## Task directions
Each record below needs to be copied out exactly as it stands.

## Entries shown

···

use super::*;

fn ticket(id: &str, number: Option<u64>) -> Ticket {
    Ticket {
        id: id.to_owned(),
        title: "Printer on fire".to_owned(),
        description: "Third floor, again.".to_owned(),
        ticket_number: number,
        created_at: "2025-06-01T12:00:00Z".to_owned(),
    }
}

#[test]
fn default_list_is_empty() {
    let state = TicketsState::default();
    assert!(state.items.is_empty());
    assert!(!state.loading);
    assert!(!state.submit_pending);
}

#[test]
fn set_list_replaces_items_and_clears_loading() {
    let mut state = TicketsState::default();
    state.loading = true;
    state.items.push(ticket("t-old", Some(1)));

    state.set_list(vec![ticket("t-1", Some(2)), ticket("t-2", None)]);

    assert_eq!(state.items.len(), 2);
    assert_eq!(state.items[0].id, "t-1");
    assert!(!state.loading);
}

#[test]
fn prepend_inserts_at_head() {
    let mut state = TicketsState::default();
    state.set_list(vec![ticket("t-1", Some(1))]);

    state.prepend(ticket("t-2", None));

    assert_eq!(state.items.len(), 2);
    assert_eq!(state.items[0].id, "t-2");
    // visible immediately even before the backend assigns a number
    assert!(state.items[0].ticket_number.is_none());
}

#[test]
fn prepend_replaces_existing_copy_by_id() {
    let mut state = TicketsState::default();
    state.set_list(vec![ticket("t-1", None), ticket("t-2", Some(7))]);

    state.prepend(ticket("t-1", Some(9)));

    assert_eq!(state.items.len(), 2);
    assert_eq!(state.items[0].ticket_number, Some(9));
}

#[test]
fn prepend_clears_submit_pending() {
    let mut state = TicketsState::default();
    state.submit_pending = true;
    state.prepend(ticket("t-1", None));
    assert!(!state.submit_pending);
}
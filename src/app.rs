//! Root application component with routing and context providers.

use leptos::prelude::*;
use leptos_meta::{MetaTags, Stylesheet, Title, provide_meta_context};
use leptos_router::{
    ParamSegment, StaticSegment,
    components::{Route, Router, Routes},
};

use crate::components::navbar::Navbar;
use crate::pages::{
    admin::AdminPage, login::LoginPage, profile::ProfilePage, signup::SignupPage,
    ticket_detail::TicketDetailPage, tickets::TicketsPage,
};
use crate::state::{session::SessionState, tickets::TicketsState};

/// HTML shell rendered on the server for SSR + hydration.
pub fn shell(options: LeptosOptions) -> impl IntoView {
    view! {
        <!DOCTYPE html>
        <html lang="en">
            <head>
                <meta charset="utf-8"/>
                <meta name="viewport" content="width=device-width, initial-scale=1"/>
                <AutoReload options=options.clone()/>
                <HydrationScripts options/>
                <MetaTags/>
            </head>
            <body>
                <App/>
            </body>
        </html>
    }
}

/// Root application component.
///
/// Provides the session and ticket-list contexts and sets up client-side
/// routing. The session signal is the single update channel for
/// authentication state: views read it reactively, and only the two store
/// mutators write to it.
#[component]
pub fn App() -> impl IntoView {
    provide_meta_context();

    let session = RwSignal::new(SessionState::default());
    let tickets = RwSignal::new(TicketsState::default());

    provide_context(session);
    provide_context(tickets);

    view! {
        <Stylesheet id="leptos" href="/pkg/ticketdesk.css"/>
        <Title text="TicketDesk"/>

        <Router>
            <Navbar/>
            <Routes fallback=|| "Page not found.".into_view()>
                <Route path=StaticSegment("") view=TicketsPage/>
                <Route path=StaticSegment("login") view=LoginPage/>
                <Route path=StaticSegment("signup") view=SignupPage/>
                <Route path=StaticSegment("profile") view=ProfilePage/>
                <Route path=StaticSegment("admin") view=AdminPage/>
                <Route
                    path=(StaticSegment("tickets"), ParamSegment("number"))
                    view=TicketDetailPage
                />
            </Routes>
        </Router>
    }
}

···

## Reply
use super::*;

fn ticket(id: &str, number: Option<u64>) -> Ticket {
    Ticket {
        id: id.to_owned(),
        title: "Printer on fire".to_owned(),
        description: "Third floor, again.".to_owned(),
        ticket_number: number,
        created_at: "2025-06-01T12:00:00Z".to_owned(),
    }
}

#[test]
fn default_list_is_empty() {
    let state = TicketsState::default();
    assert!(state.items.is_empty());
    assert!(!state.loading);
    assert!(!state.submit_pending);
}

#[test]
fn set_list_replaces_items_and_clears_loading() {
    let mut state = TicketsState::default();
    state.loading = true;
    state.items.push(ticket("t-old", Some(1)));

    state.set_list(vec![ticket("t-1", Some(2)), ticket("t-2", None)]);

    assert_eq!(state.items.len(), 2);
    assert_eq!(state.items[0].id, "t-1");
    assert!(!state.loading);
}

#[test]
fn prepend_inserts_at_head() {
    let mut state = TicketsState::default();
    state.set_list(vec![ticket("t-1", Some(1))]);

    state.prepend(ticket("t-2", None));

    assert_eq!(state.items.len(), 2);
    assert_eq!(state.items[0].id, "t-2");
    // visible immediately even before the backend assigns a number
    assert!(state.items[0].ticket_number.is_none());
}

#[test]
fn prepend_replaces_existing_copy_by_id() {
    let mut state = TicketsState::default();
    state.set_list(vec![ticket("t-1", None), ticket("t-2", Some(7))]);

    state.prepend(ticket("t-1", Some(9)));

    assert_eq!(state.items.len(), 2);
    assert_eq!(state.items[0].ticket_number, Some(9));
}

#[test]
fn prepend_clears_submit_pending() {
    let mut state = TicketsState::default();
    state.submit_pending = true;
    state.prepend(ticket("t-1", None));
    assert!(!state.submit_pending);
}
filename src/app.rs
//! Root application component with routing and context providers.

use leptos::prelude::*;
use leptos_meta::{MetaTags, Stylesheet, Title, provide_meta_context};
use leptos_router::{
    ParamSegment, StaticSegment,
    components::{Route, Router, Routes},
};

use crate::components::navbar::Navbar;
use crate::pages::{
    admin::AdminPage, login::LoginPage, profile::ProfilePage, signup::SignupPage,
    ticket_detail::TicketDetailPage, tickets::TicketsPage,
};
use crate::state::{session::SessionState, tickets::TicketsState};

/// HTML shell rendered on the server for SSR + hydration.
pub fn shell(options: LeptosOptions) -> impl IntoView {
    view! {
        <!DOCTYPE html>
        <html lang="en">
            <head>
                <meta charset="utf-8"/>
                <meta name="viewport" content="width=device-width, initial-scale=1"/>
                <AutoReload options=options.clone()/>
                <HydrationScripts options/>
                <MetaTags/>
            </head>
            <body>
                <App/>
            </body>
        </html>
    }
}

/// Root application component.
///
/// Provides the session and ticket-list contexts and sets up client-side
/// routing. The session signal is the single update channel for
/// authentication state: views read it reactively, and only the two store
/// mutators write to it.
#[component]
pub fn App() -> impl IntoView {
    provide_meta_context();

    let session = RwSignal::new(SessionState::default());
    let tickets = RwSignal::new(TicketsState::default());

    provide_context(session);
    provide_context(tickets);

    view! {
        <Stylesheet id="leptos" href="/pkg/ticketdesk.css"/>
        <Title text="TicketDesk"/>

        <Router>
            <Navbar/>
            <Routes fallback=|| "Page not found.".into_view()>
                <Route path=StaticSegment("") view=TicketsPage/>
                <Route path=StaticSegment("login") view=LoginPage/>
                <Route path=StaticSegment("signup") view=SignupPage/>
                <Route path=StaticSegment("profile") view=ProfilePage/>
                <Route path=StaticSegment("admin") view=AdminPage/>
                <Route
                    path=(StaticSegment("tickets"), ParamSegment("number"))
                    view=TicketDetailPage
                />
            </Routes>
        </Router>
    }
}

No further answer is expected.